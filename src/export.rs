//! Serialize snapshots and comparisons as flat tables (CSV) or JSON.
//!
//! Column orders are fixed:
//!
//! - snapshot: `keyword, position, impressions, clicks, ctr`
//! - comparison: `keyword, position_earlier, position_later, delta, classification`
//!
//! Absent values (a `new` keyword's earlier position, for example) are
//! written as empty CSV fields and JSON `null`.

use anyhow::{bail, Result};
use serde::Serialize;
use std::io::Write;
use std::path::Path;
use std::str::FromStr;

use keyword_pulse_core::compare::compare;
use keyword_pulse_core::models::{ComparisonRow, KeywordRow};

use crate::compare_cmd::{resolve_pair, PeriodPair};
use crate::config::Config;
use crate::ingest::{run_ingest, select_snapshot, SnapshotSelector, NO_DATA_MESSAGE};

#[derive(Debug, Clone, Copy, Default, PartialEq, Eq)]
pub enum ExportFormat {
    #[default]
    Csv,
    Json,
}

impl FromStr for ExportFormat {
    type Err = anyhow::Error;

    fn from_str(s: &str) -> Result<Self> {
        match s.to_lowercase().as_str() {
            "csv" => Ok(ExportFormat::Csv),
            "json" => Ok(ExportFormat::Json),
            other => bail!("Unknown export format: '{}'. Use csv or json.", other),
        }
    }
}

#[derive(Serialize)]
struct SnapshotRecord<'a> {
    keyword: &'a str,
    position: f64,
    impressions: u64,
    clicks: u64,
    ctr: f64,
}

impl<'a> From<&'a KeywordRow> for SnapshotRecord<'a> {
    fn from(row: &'a KeywordRow) -> Self {
        Self {
            keyword: &row.keyword,
            position: row.position,
            impressions: row.impressions,
            clicks: row.clicks,
            ctr: row.ctr,
        }
    }
}

#[derive(Serialize)]
struct ComparisonRecord<'a> {
    keyword: &'a str,
    position_earlier: Option<f64>,
    position_later: Option<f64>,
    delta: Option<f64>,
    classification: &'static str,
}

impl<'a> From<&'a ComparisonRow> for ComparisonRecord<'a> {
    fn from(row: &'a ComparisonRow) -> Self {
        Self {
            keyword: &row.keyword,
            position_earlier: row.position_earlier,
            position_later: row.position_later,
            delta: row.delta,
            classification: row.classification.as_str(),
        }
    }
}

pub fn write_snapshot<'a, W: Write>(
    rows: impl IntoIterator<Item = &'a KeywordRow>,
    format: ExportFormat,
    out: W,
) -> Result<usize> {
    let records: Vec<SnapshotRecord> = rows.into_iter().map(SnapshotRecord::from).collect();
    write_records(&records, format, out)
}

pub fn write_comparison<'a, W: Write>(
    rows: impl IntoIterator<Item = &'a ComparisonRow>,
    format: ExportFormat,
    out: W,
) -> Result<usize> {
    let records: Vec<ComparisonRecord> = rows.into_iter().map(ComparisonRecord::from).collect();
    write_records(&records, format, out)
}

fn write_records<T: Serialize, W: Write>(
    records: &[T],
    format: ExportFormat,
    mut out: W,
) -> Result<usize> {
    match format {
        ExportFormat::Csv => {
            let mut writer = csv::Writer::from_writer(out);
            for record in records {
                writer.serialize(record)?;
            }
            writer.flush()?;
        }
        ExportFormat::Json => {
            serde_json::to_writer_pretty(&mut out, records)?;
            writeln!(out)?;
        }
    }
    Ok(records.len())
}

/// Run `write` against `output` (creating parent directories) or stdout.
pub fn to_destination<F>(output: Option<&Path>, write: F) -> Result<usize>
where
    F: FnOnce(&mut dyn Write) -> Result<usize>,
{
    match output {
        Some(path) => {
            if let Some(parent) = path.parent() {
                if !parent.as_os_str().is_empty() {
                    std::fs::create_dir_all(parent)?;
                }
            }
            let mut file = std::io::BufWriter::new(std::fs::File::create(path)?);
            let n = write(&mut file)?;
            file.flush()?;
            eprintln!("Exported {} rows to {}", n, path.display());
            Ok(n)
        }
        None => {
            let stdout = std::io::stdout();
            let mut lock = stdout.lock();
            write(&mut lock)
        }
    }
}

/// Export every keyword of the selected snapshot, in keyword order.
pub fn run_export_snapshot(
    config: &Config,
    selector: &SnapshotSelector,
    output: Option<&Path>,
    format: ExportFormat,
) -> Result<()> {
    let Some(snapshot) = select_snapshot(config, selector)? else {
        eprintln!("{}", NO_DATA_MESSAGE);
        return Ok(());
    };
    to_destination(output, |out| write_snapshot(snapshot.rows(), format, out))?;
    Ok(())
}

/// Export the full comparison of two periods, in keyword order.
pub fn run_export_compare(
    config: &Config,
    pair: PeriodPair,
    output: Option<&Path>,
    format: ExportFormat,
) -> Result<()> {
    let report = run_ingest(config)?;
    if report.is_empty() {
        eprintln!("{}", NO_DATA_MESSAGE);
        return Ok(());
    }
    let Some((earlier, later)) = resolve_pair(&report.repository, pair)? else {
        bail!(
            "Need at least two dated periods to compare ({} found)",
            report.repository.period_count()
        );
    };
    let rows = compare(earlier, later);
    to_destination(output, |out| write_comparison(&rows, format, out))?;
    Ok(())
}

-*-*-

§ **Your goal**: Each line above must be printed exactly as it appears.

§ **Answer for this exercise**:
filename src/export.rs
//! Serialize snapshots and comparisons as flat tables (CSV) or JSON.
//!
//! Column orders are fixed:
//!
//! - snapshot: `keyword, position, impressions, clicks, ctr`
//! - comparison: `keyword, position_earlier, position_later, delta, classification`
//!
//! Absent values (a `new` keyword's earlier position, for example) are
//! written as empty CSV fields and JSON `null`.

use anyhow::{bail, Result};
use serde::Serialize;
use std::io::Write;
use std::path::Path;
use std::str::FromStr;

use keyword_pulse_core::compare::compare;
use keyword_pulse_core::models::{ComparisonRow, KeywordRow};

use crate::compare_cmd::{resolve_pair, PeriodPair};
use crate::config::Config;
use crate::ingest::{run_ingest, select_snapshot, SnapshotSelector, NO_DATA_MESSAGE};

#[derive(Debug, Clone, Copy, Default, PartialEq, Eq)]
pub enum ExportFormat {
    #[default]
    Csv,
    Json,
}

impl FromStr for ExportFormat {
    type Err = anyhow::Error;

    fn from_str(s: &str) -> Result<Self> {
        match s.to_lowercase().as_str() {
            "csv" => Ok(ExportFormat::Csv),
            "json" => Ok(ExportFormat::Json),
            other => bail!("Unknown export format: '{}'. Use csv or json.", other),
        }
    }
}

#[derive(Serialize)]
struct SnapshotRecord<'a> {
    keyword: &'a str,
    position: f64,
    impressions: u64,
    clicks: u64,
    ctr: f64,
}

impl<'a> From<&'a KeywordRow> for SnapshotRecord<'a> {
    fn from(row: &'a KeywordRow) -> Self {
        Self {
            keyword: &row.keyword,
            position: row.position,
            impressions: row.impressions,
            clicks: row.clicks,
            ctr: row.ctr,
        }
    }
}

#[derive(Serialize)]
struct ComparisonRecord<'a> {
    keyword: &'a str,
    position_earlier: Option<f64>,
    position_later: Option<f64>,
    delta: Option<f64>,
    classification: &'static str,
}

impl<'a> From<&'a ComparisonRow> for ComparisonRecord<'a> {
    fn from(row: &'a ComparisonRow) -> Self {
        Self {
            keyword: &row.keyword,
            position_earlier: row.position_earlier,
            position_later: row.position_later,
            delta: row.delta,
            classification: row.classification.as_str(),
        }
    }
}

pub fn write_snapshot<'a, W: Write>(
    rows: impl IntoIterator<Item = &'a KeywordRow>,
    format: ExportFormat,
    out: W,
) -> Result<usize> {
    let records: Vec<SnapshotRecord> = rows.into_iter().map(SnapshotRecord::from).collect();
    write_records(&records, format, out)
}

pub fn write_comparison<'a, W: Write>(
    rows: impl IntoIterator<Item = &'a ComparisonRow>,
    format: ExportFormat,
    out: W,
) -> Result<usize> {
    let records: Vec<ComparisonRecord> = rows.into_iter().map(ComparisonRecord::from).collect();
    write_records(&records, format, out)
}

fn write_records<T: Serialize, W: Write>(
    records: &[T],
    format: ExportFormat,
    mut out: W,
) -> Result<usize> {
    match format {
        ExportFormat::Csv => {
            let mut writer = csv::Writer::from_writer(out);
            for record in records {
                writer.serialize(record)?;
            }
            writer.flush()?;
        }
        ExportFormat::Json => {
            serde_json::to_writer_pretty(&mut out, records)?;
            writeln!(out)?;
        }
    }
    Ok(records.len())
}

/// Run `write` against `output` (creating parent directories) or stdout.
pub fn to_destination<F>(output: Option<&Path>, write: F) -> Result<usize>
where
    F: FnOnce(&mut dyn Write) -> Result<usize>,
{
    match output {
        Some(path) => {
            if let Some(parent) = path.parent() {
                if !parent.as_os_str().is_empty() {
                    std::fs::create_dir_all(parent)?;
                }
            }
            let mut file = std::io::BufWriter::new(std::fs::File::create(path)?);
            let n = write(&mut file)?;
            file.flush()?;
            eprintln!("Exported {} rows to {}", n, path.display());
            Ok(n)
        }
        None => {
            let stdout = std::io::stdout();
            let mut lock = stdout.lock();
            write(&mut lock)
        }
    }
}

/// Export every keyword of the selected snapshot, in keyword order.
pub fn run_export_snapshot(
    config: &Config,
    selector: &SnapshotSelector,
    output: Option<&Path>,
    format: ExportFormat,
) -> Result<()> {
    let Some(snapshot) = select_snapshot(config, selector)? else {
        eprintln!("{}", NO_DATA_MESSAGE);
        return Ok(());
    };
    to_destination(output, |out| write_snapshot(snapshot.rows(), format, out))?;
    Ok(())
}

/// Export the full comparison of two periods, in keyword order.
pub fn run_export_compare(
    config: &Config,
    pair: PeriodPair,
    output: Option<&Path>,
    format: ExportFormat,
) -> Result<()> {
    let report = run_ingest(config)?;
    if report.is_empty() {
        eprintln!("{}", NO_DATA_MESSAGE);
        return Ok(());
    }
    let Some((earlier, later)) = resolve_pair(&report.repository, pair)? else {
        bail!(
            "Need at least two dated periods to compare ({} found)",
            report.repository.period_count()
        );
    };
    let rows = compare(earlier, later);
    to_destination(output, |out| write_comparison(&rows, format, out))?;
    Ok(())
}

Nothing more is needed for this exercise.